The PID 1 problem — common breakage inside containers #
PID 1 is special on Linux:
- Adopts orphaned children — must reap zombies
- Different signal-delivery rules — signals without an explicit handler are ignored
Most apps (Python, Node, Java) were never designed to run as PID 1. Two problems result inside containers:
Problem 1 — SIGTERM is ignored #
Most runtimes ignore SIGTERM unless a handler is explicitly registered. Docker’s SIGTERM goes unhandled, and 10 seconds later SIGKILL takes the container out forcefully.
Diagnosis:
docker run --rm -d --name test myapp
docker stop test
# If shutdown takes ~10 seconds, SIGTERM is likely being ignored.
# If it ends in 1–2 seconds, you're good.Problem 2 — Zombie process accumulation #
If the app spawns child processes (Node’s child_process.spawn, Python’s subprocess.Popen followed by quick exits) and the parent doesn’t wait() for them, they become zombies. Normally an init process adopts and reaps them, but if the container’s PID 1 doesn’t do that role, zombies pile up.
Solution — a small init at PID 1 #
The fix is to put a small init at PID 1 with the app underneath. Docker provides this with one option.
docker run --init -d myappservices:
web:
image: myapp
init: true--init runs tini as PID 1 and your Dockerfile’s CMD becomes its child. tini:
- Forwards received SIGTERMs to children
- Automatically reaps zombies
That one line solves both problems. Almost always set init: true on production containers.
dumb-init — baked into the Dockerfile
#
The other path: run dumb-init (Yelp) as ENTRYPOINT.
FROM python:3.14-slim
RUN apt-get update && apt-get install -y --no-install-recommends dumb-init && \
rm -rf /var/lib/apt/lists/*
COPY app.py .
ENTRYPOINT ["dumb-init", "--"]
CMD ["python", "app.py"]dumb-init -- becomes PID 1 with Python as its child. Same idea as tini. Docker’s --init is lighter and preferred, but when you don’t know where the image will run (no guarantee --init will be set), baking dumb-init into the image is safer.

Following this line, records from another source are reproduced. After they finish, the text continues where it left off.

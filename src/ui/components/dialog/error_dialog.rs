//! Error dialog component

use super::base::Dialog;
use ratatui::{
    style::{Color, Modifier, Style},
    text::Span,
    Frame,
};

/// Render the oldest queued error centered over the wizard
pub fn render_error_dialog(frame: &mut Frame, error_message: &str) {
    let key_style = Style::default()
        .fg(Color::Cyan)
        .add_modifier(Modifier::BOLD);
    let hint = vec![
        Span::raw("Press "),
        Span::styled("Enter", key_style),
        Span::raw(" or "),
        Span::styled("Esc", key_style),
        Span::raw(" to dismiss"),
    ];

    Dialog {
        title: "Error / பிழை",
        accent: Color::Red,
        message: error_message,
        hint: Some(hint),
        max_width: 70,
    }
    .render(frame);
}
fn cycle(field: FieldId, form: &FormState, forward: bool) -> FieldOutcome {
    let mut u = FormUpdate::default();
    match field {
        FieldId::BloodGroup => {
            u.blood_group = Some(cycle_option(field.options(), &form.blood_group, forward))
        }
        FieldId::Profession => u.profession = Some(form.profession.cycle(forward)),
        FieldId::ChildrenCount => {
            let count = if forward {
                form.children_count % MAX_CHILDREN + 1
            } else if form.children_count <= 1 {
                MAX_CHILDREN
            } else {
                form.children_count - 1
            };
            u = FormUpdate::children_count(form, count);
        }
        FieldId::Wife(i, WifeField::Occupation) => {
            let mut wives = form.wives.clone();
            let Some(wife) = wives.get_mut(i) else {
                return FieldOutcome::Unchanged;
            };
            wife.occupation = wife.occupation.cycle(forward);
            u.wives = Some(wives);
        }
        FieldId::Child(i, which) => {
            let mut children = form.children.clone();
            let Some(child) = children.get_mut(i) else {
                return FieldOutcome::Unchanged;
            };
            match which {
                ChildField::Gender => {
                    child.gender = cycle_option(field.options(), &child.gender, forward)
                }
                ChildField::BloodGroup => {
                    child.blood_group = cycle_option(field.options(), &child.blood_group, forward)
                }
                ChildField::Status => child.status = child.status.cycle(forward),
                _ => return FieldOutcome::Unchanged,
            }
            u = FormUpdate::children(children);
        }
        _ => return FieldOutcome::Unchanged,
    }
    update(u)
}
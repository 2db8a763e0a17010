//! The registration wizard: step position, accumulated form and progress

use super::completion;
use super::registration::FormState;
use super::steps::{Step, StepController};
use super::update::FormUpdate;

/// Owns everything the registrant has entered. All edits go through
/// [`Wizard::update`] so the cached completion never goes stale.
#[derive(Debug, Clone, Default)]
pub struct Wizard {
    steps: StepController,
    form: FormState,
    completion: u8,
    is_submitting: bool,
}

impl Wizard {
    pub fn new() -> Self {
        let form = FormState::default();
        Self {
            steps: StepController::new(),
            completion: completion::estimate(&form),
            form,
            is_submitting: false,
        }
    }

    pub fn form(&self) -> &FormState {
        &self.form
    }

    pub fn steps(&self) -> &StepController {
        &self.steps
    }

    pub fn step(&self) -> Step {
        self.steps.step()
    }

    /// Completion percentage after the most recent update
    pub fn completion(&self) -> u8 {
        self.completion
    }

    pub fn is_submitting(&self) -> bool {
        self.is_submitting
    }

    /// Merge a partial update into the form and refresh the completion
    pub fn update(&mut self, update: FormUpdate) {
        if update.is_empty() {
            return;
        }
        update.merge_into(&mut self.form);
        debug_assert!(
            self.form.invariant_violations().is_empty(),
            "form invariants broken: {:?}",
            self.form.invariant_violations()
        );
        self.completion = completion::estimate(&self.form);
    }

    pub fn next_step(&mut self) {
        self.steps.advance();
    }

    pub fn prev_step(&mut self) {
        self.steps.retreat();
    }

    pub fn go_to_step(&mut self, number: usize) {
        self.steps.go_to(number);
    }

    /// Mark a submission as started. Returns false if one is already running.
    pub fn begin_submit(&mut self) -> bool {
        if self.is_submitting {
            return false;
        }
        self.is_submitting = true;
        true
    }

    pub fn end_submit(&mut self) {
        self.is_submitting = false;
    }

    /// Back to an empty form on the first step
    pub fn reset(&mut self) {
        *self = Self::new();
    }
}

#[cfg(test)]
mod tests {
    use super::*;
    use pretty_assertions::assert_eq;

    #[test]
    fn test_new_wizard_is_empty() {
        let wizard = Wizard::new();
        assert_eq!(wizard.step(), Step::Personal);
        assert_eq!(wizard.completion(), 0);
        assert_eq!(wizard.form(), &FormState::default());
        assert!(!wizard.is_submitting());
    }

    #[test]
    fn test_update_refreshes_completion() {
        let mut wizard = Wizard::new();
        wizard.update(FormUpdate {
            name: Some("Selvam".to_string()),
            age: Some("45".to_string()),
            blood_group: Some("B+".to_string()),
            ..Default::default()
        });
        assert_eq!(wizard.form().name, "Selvam");
        // 3 of 12
        assert_eq!(wizard.completion(), 25);
    }

    #[test]
    fn test_update_only_touches_present_fields() {
        let mut wizard = Wizard::new();
        wizard.update(FormUpdate {
            name: Some("Selvam".to_string()),
            ..Default::default()
        });
        wizard.update(FormUpdate {
            cast: Some("Kongu".to_string()),
            ..Default::default()
        });
        assert_eq!(wizard.form().name, "Selvam");
        assert_eq!(wizard.form().cast, "Kongu");
    }

    #[test]
    fn test_submit_guard() {
        let mut wizard = Wizard::new();
        assert!(wizard.begin_submit());
        assert!(!wizard.begin_submit());
        wizard.end_submit();
        assert!(wizard.begin_submit());
    }

    #[test]
    fn test_reset_clears_form_and_step() {
        let mut wizard = Wizard::new();
        wizard.update(FormUpdate::has_children(true));
        wizard.next_step();
        wizard.next_step();
        wizard.reset();
        assert_eq!(wizard.step(), Step::Personal);
        assert!(!wizard.form().has_children);
        assert_eq!(wizard.completion(), 0);
    }

    #[test]
    fn test_step_navigation_delegates() {
        let mut wizard = Wizard::new();
        wizard.prev_step();
        assert_eq!(wizard.steps().current(), 1);
        wizard.go_to_step(6);
        assert_eq!(wizard.step(), Step::Review);
        wizard.next_step();
        assert_eq!(wizard.steps().current(), 6);
    }
}
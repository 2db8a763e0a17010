//! Centered modal shared by the error and progress overlays

use crate::text::wrap_text;
use ratatui::{
    layout::Rect,
    style::{Color, Modifier, Style},
    text::{Line, Span},
    widgets::{Block, Borders, Clear, Padding, Paragraph, Wrap},
    Frame,
};

/// Border plus one column of padding on each side
const CHROME: u16 = 4;

pub struct Dialog<'a> {
    pub title: &'a str,
    /// Title and border color
    pub accent: Color,
    /// Body text, `\n` starts a new paragraph
    pub message: &'a str,
    /// Key hint on the last row
    pub hint: Option<Vec<Span<'a>>>,
    pub max_width: u16,
}

impl<'a> Dialog<'a> {
    fn hint_width(&self) -> usize {
        self.hint.as_ref().map_or(0, |spans| {
            spans.iter().map(|span| span.content.chars().count()).sum()
        })
    }

    /// Wrapped body lines and the dialog rectangle centered in `area`
    fn measure(&self, area: Rect) -> (Vec<String>, Rect) {
        let max_width = self.max_width.min(area.width).max(CHROME + 1);
        let text_width = usize::from(max_width - CHROME);
        let lines = wrap_text(self.message, text_width);

        let hint_width = self.hint_width();
        let content = lines
            .iter()
            .map(|line| line.chars().count())
            .chain([self.title.chars().count(), hint_width])
            .max()
            .unwrap_or(0)
            .min(text_width);

        // Blank separator plus however many rows the hint wraps onto
        let hint_rows = match self.hint {
            Some(_) => 1 + hint_width.div_ceil(text_width).max(1),
            None => 0,
        };
        // Borders, title and the blank row under it
        let rows = lines.len() + hint_rows + 4;

        let width = (content as u16 + CHROME).min(area.width);
        let height = rows.min(usize::from(area.height)) as u16;
        let rect = Rect {
            x: area.x + area.width.saturating_sub(width) / 2,
            y: area.y + area.height.saturating_sub(height) / 2,
            width,
            height,
        };
        (lines, rect)
    }

    pub fn render(self, frame: &mut Frame) {
        let (lines, rect) = self.measure(frame.area());

        let mut content = vec![
            Line::from(Span::styled(
                self.title,
                Style::default()
                    .fg(self.accent)
                    .add_modifier(Modifier::BOLD),
            )),
            Line::from(""),
        ];
        content.extend(lines.into_iter().map(Line::from));
        if let Some(hint) = self.hint {
            content.push(Line::from(""));
            content.push(Line::from(hint));
        }

        let block = Block::default()
            .borders(Borders::ALL)
            .border_style(Style::default().fg(self.accent))
            .padding(Padding::horizontal(1))
            .style(Style::default().bg(Color::Black));

        frame.render_widget(Clear, rect);
        frame.render_widget(
            Paragraph::new(content)
                .block(block)
                .wrap(Wrap { trim: false }),
            rect,
        );
    }
}

#[cfg(test)]
mod tests {
    use super::*;
    use pretty_assertions::assert_eq;

    fn dialog<'a>(message: &'a str, hint: Option<Vec<Span<'a>>>) -> Dialog<'a> {
        Dialog {
            title: "Error",
            accent: Color::Red,
            message,
            hint,
            max_width: 70,
        }
    }

    #[test]
    fn test_hint_sets_width_for_short_message() {
        let hint = vec![Span::raw("Press "), Span::raw("Esc"), Span::raw(" to dismiss")];
        let (lines, rect) = dialog("Oops", Some(hint)).measure(Rect::new(0, 0, 120, 40));
        assert_eq!(lines, vec!["Oops".to_string()]);
        // 20 hint chars + chrome
        assert_eq!(rect.width, 24);
        // borders, title, blank, one line, blank, hint
        assert_eq!(rect.height, 7);
        assert_eq!(rect.x, 48);
    }

    #[test]
    fn test_long_hint_wraps_within_max_width() {
        let hint = vec![Span::raw("x".repeat(100))];
        let (_, rect) = dialog("short", Some(hint)).measure(Rect::new(0, 0, 120, 40));
        assert_eq!(rect.width, 70);
        // hint takes two rows of 66
        assert_eq!(rect.height, 8);
    }

    #[test]
    fn test_clamped_to_small_terminal() {
        let message = "word ".repeat(40);
        let (lines, rect) = dialog(&message, None).measure(Rect::new(0, 0, 30, 6));
        assert_eq!(lines[0], "word word word word word");
        assert_eq!(rect.width, 28);
        assert_eq!(rect.height, 6);
    }
}
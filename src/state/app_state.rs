//! Application state definitions

use super::forms::{apply_edit, step_fields, FieldEdit, FieldId, FieldOutcome};
use super::wizard::Wizard;
use std::collections::VecDeque;

/// Work the event loop runs after the next draw, so the screen can show
/// progress before a slow operation blocks
#[derive(Debug, Clone, Copy, PartialEq, Eq)]
pub enum PendingAction {
    SaveDocument,
    Submit,
}

/// Main application state
#[derive(Debug, Default)]
pub struct AppState {
    pub wizard: Wizard,

    /// Focused field within the current step
    pub active_field: usize,
    /// First summary line shown on the review step
    pub review_scroll: u16,

    // Feedback
    pub errors: VecDeque<String>,
    pub status_message: Option<String>,
    pub pending: Option<PendingAction>,
}

impl AppState {
    pub fn new() -> Self {
        Self {
            wizard: Wizard::new(),
            ..Default::default()
        }
    }

    /// Fields shown on the current step
    pub fn fields(&self) -> Vec<FieldId> {
        step_fields(self.wizard.step(), self.wizard.form())
    }

    pub fn active_field_id(&self) -> Option<FieldId> {
        self.fields().get(self.active_field).copied()
    }

    /// Move to next form field
    pub fn next_field(&mut self) {
        let count = self.fields().len();
        if count > 0 {
            self.active_field = (self.active_field + 1) % count;
        }
    }

    /// Move to previous form field
    pub fn prev_field(&mut self) {
        let count = self.fields().len();
        if count == 0 {
            return;
        }
        if self.active_field == 0 {
            self.active_field = count - 1;
        } else {
            self.active_field -= 1;
        }
    }

    /// Keep the focus on a real field after the field list shrank
    pub fn clamp_active_field(&mut self) {
        let count = self.fields().len();
        if self.active_field >= count {
            self.active_field = count.saturating_sub(1);
        }
    }

    pub fn next_step(&mut self) {
        self.wizard.next_step();
        self.reset_focus();
    }

    pub fn prev_step(&mut self) {
        self.wizard.prev_step();
        self.reset_focus();
    }

    pub fn go_to_step(&mut self, number: usize) {
        self.wizard.go_to_step(number);
        self.reset_focus();
    }

    fn reset_focus(&mut self) {
        self.active_field = 0;
        self.review_scroll = 0;
    }

    pub fn scroll_review(&mut self, down: bool) {
        self.review_scroll = if down {
            self.review_scroll.saturating_add(1)
        } else {
            self.review_scroll.saturating_sub(1)
        };
    }

    /// Apply `edit` to the focused field. Review actions are queued in
    /// [`AppState::pending`] for the event loop.
    pub fn edit_active_field(&mut self, edit: FieldEdit) {
        let Some(field) = self.active_field_id() else {
            return;
        };
        match apply_edit(field, self.wizard.form(), edit) {
            FieldOutcome::Update(update) => {
                self.wizard.update(update);
                self.clamp_active_field();
            }
            FieldOutcome::SaveDocument => self.pending = Some(PendingAction::SaveDocument),
            FieldOutcome::Submit => {
                // Marked before the request starts so the next frame shows it
                if self.wizard.begin_submit() {
                    self.pending = Some(PendingAction::Submit);
                } else {
                    self.status_message = Some("Submission already in progress".to_string());
                }
            }
            FieldOutcome::Unchanged => {}
        }
    }

    /// Push an error message to the error queue for display
    pub fn push_error(&mut self, message: impl Into<String>) {
        self.errors.push_back(message.into());
    }

    pub fn has_errors(&self) -> bool {
        !self.errors.is_empty()
    }

    /// Oldest error still waiting to be acknowledged
    pub fn current_error(&self) -> Option<&str> {
        self.errors.front().map(String::as_str)
    }

    pub fn dismiss_error(&mut self) {
        self.errors.pop_front();
    }

    pub fn set_status(&mut self, message: impl Into<String>) {
        self.status_message = Some(message.into());
    }

    /// Start over with an empty form after a successful submission
    pub fn reset(&mut self) {
        self.wizard.reset();
        self.reset_focus();
    }
}
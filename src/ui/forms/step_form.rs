//! Field list of the current wizard step

use super::field_renderer::{draw_field, field_height, first_visible};
use crate::app::App;
use ratatui::{
    layout::Rect,
    style::{Color, Style},
    widgets::{Block, Borders},
    Frame,
};

/// Draw the focused step's fields, scrolled so the active one is visible
pub fn draw(frame: &mut Frame, area: Rect, app: &App) {
    let step = app.state.wizard.step();
    let form = app.state.wizard.form();
    let fields = app.state.fields();
    let heights: Vec<u16> = fields.iter().map(|f| field_height(f.kind())).collect();

    let block = Block::default()
        .title(format!(" {} ", step.heading()))
        .borders(Borders::ALL)
        .border_style(Style::default().fg(Color::Cyan));
    let inner = block.inner(area);
    frame.render_widget(block, area);

    let inner = Rect {
        x: inner.x + 1,
        width: inner.width.saturating_sub(2),
        ..inner
    };

    let first = first_visible(&heights, app.state.active_field, inner.height);
    let bottom = inner.y + inner.height;
    let mut y = inner.y;
    for (idx, (field, height)) in fields.iter().zip(&heights).enumerate().skip(first) {
        if y + height > bottom {
            break;
        }
        let field_area = Rect {
            y,
            height: *height,
            ..inner
        };
        draw_field(frame, field_area, *field, form, idx == app.state.active_field);
        y += height;
    }
}
//! Page layout in millimetres on A4
//!
//! Positions follow a running cursor down the page. A section header moves
//! to a new page when fewer than 40 mm remain; a field row when fewer than
//! 20 mm remain. Every page gets a page-number and date footer.

use super::sections::{Entry, Section};
use crate::text::wrap_text;

pub const PAGE_WIDTH: f32 = 210.0;
pub const PAGE_HEIGHT: f32 = 297.0;
pub const MARGIN: f32 = 20.0;
/// x where the separator rules end
pub const RULE_END: f32 = 190.0;
/// Value column starts this far right of the label column
pub const VALUE_OFFSET: f32 = 50.0;
/// Characters that fit the 120 mm value column at 11 pt
pub const VALUE_WRAP_CHARS: usize = 60;
pub const LINE_HEIGHT: f32 = 5.0;
pub const MIN_ROW_HEIGHT: f32 = 6.0;

const TITLE: &str = "Registration Form";
const SECTION_BREAK_RESERVE: f32 = 40.0;
const ROW_BREAK_RESERVE: f32 = 20.0;
const SECTION_GAP: f32 = 10.0;
const SPACER_GAP: f32 = 5.0;
const FOOTER_Y: f32 = PAGE_HEIGHT - 10.0;

#[derive(Debug, Clone, Copy, PartialEq, Eq)]
pub enum TextStyle {
    Title,
    SectionTitle,
    Label,
    Value,
    Footer,
}

impl TextStyle {
    pub fn size_pt(&self) -> f32 {
        match self {
            Self::Title => 24.0,
            Self::SectionTitle => 16.0,
            Self::Label => 10.0,
            Self::Value => 11.0,
            Self::Footer => 8.0,
        }
    }

    pub fn rgb(&self) -> (u8, u8, u8) {
        match self {
            Self::Title => (41, 128, 185),
            Self::SectionTitle => (52, 73, 94),
            Self::Label | Self::Footer => (127, 140, 141),
            Self::Value => (0, 0, 0),
        }
    }
}

#[derive(Debug, Clone, Copy, PartialEq, Eq)]
pub enum RuleStyle {
    /// Under the document title
    Heavy,
    /// Under each section title
    Light,
}

/// Something drawn at an absolute position. `y` is the text baseline.
#[derive(Debug, Clone, PartialEq)]
pub enum Element {
    Text {
        x: f32,
        y: f32,
        style: TextStyle,
        text: String,
    },
    Rule {
        x1: f32,
        x2: f32,
        y: f32,
        style: RuleStyle,
    },
}

#[derive(Debug, Clone, Default, PartialEq)]
pub struct Page {
    pub elements: Vec<Element>,
}

#[cfg(test)]
impl Page {
    /// Text of every element, in drawing order
    pub fn texts(&self) -> impl Iterator<Item = &str> {
        self.elements.iter().filter_map(|e| match e {
            Element::Text { text, .. } => Some(text.as_str()),
            Element::Rule { .. } => None,
        })
    }
}

#[derive(Debug, Clone, Default, PartialEq)]
pub struct DocumentLayout {
    pub pages: Vec<Page>,
}

struct Cursor {
    pages: Vec<Page>,
    y: f32,
}

impl Cursor {
    fn new() -> Self {
        Self {
            pages: vec![Page::default()],
            y: MARGIN,
        }
    }

    fn break_if_below(&mut self, reserve: f32) {
        if self.y > PAGE_HEIGHT - reserve {
            self.pages.push(Page::default());
            self.y = MARGIN;
        }
    }

    fn push(&mut self, element: Element) {
        if let Some(page) = self.pages.last_mut() {
            page.elements.push(element);
        }
    }

    fn text(&mut self, x: f32, style: TextStyle, text: impl Into<String>) {
        let y = self.y;
        self.push(Element::Text {
            x,
            y,
            style,
            text: text.into(),
        });
    }

    fn rule(&mut self, style: RuleStyle) {
        let y = self.y;
        self.push(Element::Rule {
            x1: MARGIN,
            x2: RULE_END,
            y,
            style,
        });
    }
}

/// Lay out `sections` on as many pages as they need. `generated_on` is
/// printed in every footer.
pub fn layout(sections: &[Section], generated_on: &str) -> DocumentLayout {
    let mut cursor = Cursor::new();

    cursor.text(MARGIN, TextStyle::Title, TITLE);
    cursor.y += 20.0;
    cursor.rule(RuleStyle::Heavy);
    cursor.y += 15.0;

    for section in sections {
        cursor.break_if_below(SECTION_BREAK_RESERVE);
        cursor.text(MARGIN, TextStyle::SectionTitle, section.title.as_str());
        cursor.y += 12.0;
        cursor.rule(RuleStyle::Light);
        cursor.y += 8.0;

        for entry in &section.entries {
            match entry {
                Entry::Field { label, value } => {
                    cursor.break_if_below(ROW_BREAK_RESERVE);
                    cursor.text(MARGIN, TextStyle::Label, format!("{label}:"));
                    let lines = wrap_text(value, VALUE_WRAP_CHARS);
                    let top = cursor.y;
                    for (i, line) in lines.iter().enumerate() {
                        cursor.y = top + i as f32 * LINE_HEIGHT;
                        cursor.text(MARGIN + VALUE_OFFSET, TextStyle::Value, line.as_str());
                    }
                    cursor.y = top + MIN_ROW_HEIGHT.max(lines.len() as f32 * LINE_HEIGHT);
                }
                Entry::Spacer => cursor.y += SPACER_GAP,
            }
        }
        cursor.y += SECTION_GAP;
    }

    let mut pages = cursor.pages;
    let total = pages.len();
    for (i, page) in pages.iter_mut().enumerate() {
        page.elements.push(Element::Text {
            x: PAGE_WIDTH - 40.0,
            y: FOOTER_Y,
            style: TextStyle::Footer,
            text: format!("Page {} of {}", i + 1, total),
        });
        page.elements.push(Element::Text {
            x: MARGIN,
            y: FOOTER_Y,
            style: TextStyle::Footer,
            text: format!("Generated on: {generated_on}"),
        });
    }

    DocumentLayout { pages }
}
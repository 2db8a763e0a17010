//! Completion estimate shown in the progress gauge
//!
//! The denominator depends on the state: enabling children or adding a child
//! adds fields before any of them are filled, so the percentage can drop.
//! The value is an approximation of progress, not a monotonic metric.

use super::registration::{ChildStatus, FormState, Occupation, Profession};

/// Running filled/total tally
#[derive(Debug, Clone, Copy, Default, PartialEq, Eq)]
pub struct Tally {
    pub filled: u32,
    pub total: u32,
}

impl Tally {
    fn field(&mut self, value: &str) {
        self.total += 1;
        if !value.trim().is_empty() {
            self.filled += 1;
        }
    }

    fn flag(&mut self, present: bool) {
        self.total += 1;
        if present {
            self.filled += 1;
        }
    }

    /// Rounded percentage in `0..=100`
    pub fn percent(&self) -> u8 {
        if self.total == 0 {
            return 0;
        }
        let ratio = f64::from(self.filled.min(self.total)) / f64::from(self.total);
        (ratio * 100.0).round() as u8
    }
}

/// Count filled and applicable fields of `form`
pub fn tally(form: &FormState) -> Tally {
    let mut t = Tally::default();

    t.field(&form.name);
    t.field(&form.age);
    t.field(&form.blood_group);
    t.flag(form.profession.is_set());
    t.field(&form.cast);
    t.field(&form.father_name);
    t.field(&form.mother_name);
    t.field(&form.address);
    t.field(&form.mobile_no);
    t.field(&form.whatsapp_no);
    t.field(&form.mail_id);

    match &form.profession {
        Profession::Business {
            description,
            address,
        } => {
            t.field(description);
            t.field(address);
        }
        Profession::Salaried {
            company_name,
            designation,
        } => {
            t.field(company_name);
            t.field(designation);
        }
        Profession::Unset => {}
    }

    // Wives only count once they have a name
    for wife in form.wives.iter().filter(|w| !w.name.trim().is_empty()) {
        t.flag(true);
        t.flag(wife.occupation.is_set());
        match &wife.occupation {
            Occupation::Business {
                description,
                address,
            } => {
                t.field(description);
                t.field(address);
            }
            Occupation::Salaried {
                company_name,
                designation,
            } => {
                t.field(company_name);
                t.field(designation);
            }
            Occupation::Unset | Occupation::Housewife => {}
        }
    }

    if form.has_children {
        for child in &form.children {
            t.field(&child.name);
            t.field(&child.age);
            t.field(&child.gender);
            t.field(&child.blood_group);
            if child.status.is_set() {
                t.flag(true);
            }
            match &child.status {
                ChildStatus::Studying { course_details } => t.field(course_details),
                ChildStatus::Working { work_details } => t.field(work_details),
                ChildStatus::Unset => {}
            }
        }
    }

    if form.has_additional_generation {
        for generation in &form.additional_generation {
            t.field(&generation.name);
            t.field(&generation.relation);
        }
    }

    t.flag(form.profile_photo.is_some());

    t
}

/// Completion percentage of `form`, `0..=100`
pub fn estimate(form: &FormState) -> u8 {
    tally(form).percent()
}
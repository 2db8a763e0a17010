//! Registration summary document
//!
//! The form is turned into bilingual [`sections::Section`]s, laid out on A4
//! pages by [`layout::layout`], and compiled to PDF by a [`DocumentRenderer`].

pub mod layout;
pub mod sections;
pub mod typst;

pub use typst::TypstRenderer;

use crate::state::FormState;
use async_trait::async_trait;
use std::fs;
use std::path::{Path, PathBuf};
use thiserror::Error;

/// Errors that can occur while producing the summary document.
#[derive(Debug, Error)]
pub enum DocumentError {
    #[error("failed to create temporary directory: {0}")]
    TempDir(#[source] std::io::Error),
    #[error("failed to write Typst source: {0}")]
    WriteSource(#[source] std::io::Error),
    #[error("failed to run the typst compiler '{binary}': {source}")]
    Spawn {
        binary: String,
        #[source]
        source: std::io::Error,
    },
    #[error("typst exited with status {code}: {stderr}")]
    Exit { code: i32, stderr: String },
    #[error("failed to read generated PDF: {0}")]
    ReadPdf(#[source] std::io::Error),
    #[error("failed to save document to {path}: {source}")]
    Save {
        path: PathBuf,
        #[source]
        source: std::io::Error,
    },
}

/// A rendered registration summary.
#[derive(Debug, Clone, PartialEq, Eq)]
pub struct GeneratedDocument {
    pub filename: String,
    pub pdf: Vec<u8>,
    /// Date printed in the page footers, `dd/mm/yyyy`
    pub generated_on: String,
}

impl GeneratedDocument {
    /// Write the PDF into `dir`, creating it if needed, and return the full path
    pub fn save_to(&self, dir: &Path) -> Result<PathBuf, DocumentError> {
        let path = dir.join(&self.filename);
        fs::create_dir_all(dir)
            .and_then(|_| fs::write(&path, &self.pdf))
            .map_err(|source| DocumentError::Save {
                path: path.clone(),
                source,
            })?;
        Ok(path)
    }
}

/// Turns a form into a finished document
#[cfg_attr(test, mockall::automock)]
#[async_trait]
pub trait DocumentRenderer: Send + Sync {
    async fn render(&self, form: &FormState) -> Result<GeneratedDocument, DocumentError>;
}

/// `registration-form-{name}.pdf`, with the name made filesystem safe
pub fn document_filename(form: &FormState) -> String {
    let name = sanitize_filename::sanitize(form.display_name());
    let name = name.trim();
    let name = if name.is_empty() { "form" } else { name };
    format!("registration-form-{name}.pdf")
}

#[cfg(test)]
mod tests {
    use super::*;
    use pretty_assertions::assert_eq;

    #[test]
    fn test_filename_uses_name() {
        let form = FormState {
            name: "Selvam".to_string(),
            ..Default::default()
        };
        assert_eq!(document_filename(&form), "registration-form-Selvam.pdf");
    }

    #[test]
    fn test_filename_falls_back_to_form() {
        assert_eq!(
            document_filename(&FormState::default()),
            "registration-form-form.pdf"
        );
    }

    #[test]
    fn test_filename_strips_path_separators() {
        let form = FormState {
            name: "a/b".to_string(),
            ..Default::default()
        };
        let filename = document_filename(&form);
        assert!(!filename.contains('/'));
        assert!(filename.starts_with("registration-form-"));
    }

    #[test]
    fn test_save_to_creates_directory() {
        let dir = tempfile::tempdir().unwrap();
        let target = dir.path().join("nested");
        let doc = GeneratedDocument {
            filename: "registration-form-x.pdf".to_string(),
            pdf: b"%PDF-1.7".to_vec(),
            generated_on: "01/02/2026".to_string(),
        };
        let path = doc.save_to(&target).unwrap();
        assert_eq!(path, target.join("registration-form-x.pdf"));
        assert_eq!(std::fs::read(path).unwrap(), b"%PDF-1.7");
    }
}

The app’s own SIGTERM handler #
Even with init handling signal delivery, the app must respond to the signal for graceful to actually happen. Quick patterns per language.
Node.js #
const server = app.listen(3000);
const shutdown = () => {
console.log('Received SIGTERM, draining connections...');
server.close(() => {
console.log('All connections drained, exiting.');
process.exit(0);
});
// Force exit if not finished cleanly within 30 seconds
setTimeout(() => {
console.error('Force exit after 30s');
process.exit(1);
}, 30000).unref();
};
process.on('SIGTERM', shutdown);
process.on('SIGINT', shutdown);server.close() rejects new connections and calls back when in-flight requests finish. Get under the SIGTERM grace window (10s by default, or your extended value) to avoid SIGKILL.
Python (FastAPI / Django) #
Production servers like uvicorn / gunicorn handle SIGTERM automatically — you rarely write this yourself. Just ensure workers have enough time to finish in-flight requests.
gunicorn app:app \
--workers 4 \
--graceful-timeout 30 \
--timeout 60 \
--bind 0.0.0.0:8000--graceful-timeout 30 — keep handling requests for 30s after SIGTERM. Match Docker’s stop timeout:
services:
web:
stop_grace_period: 35s # slightly longer than gunicorn's graceful-timeoutGo #
srv := &http.Server{Addr: ":8000", Handler: mux}
go srv.ListenAndServe()
stop := make(chan os.Signal, 1)
signal.Notify(stop, syscall.SIGTERM, syscall.SIGINT)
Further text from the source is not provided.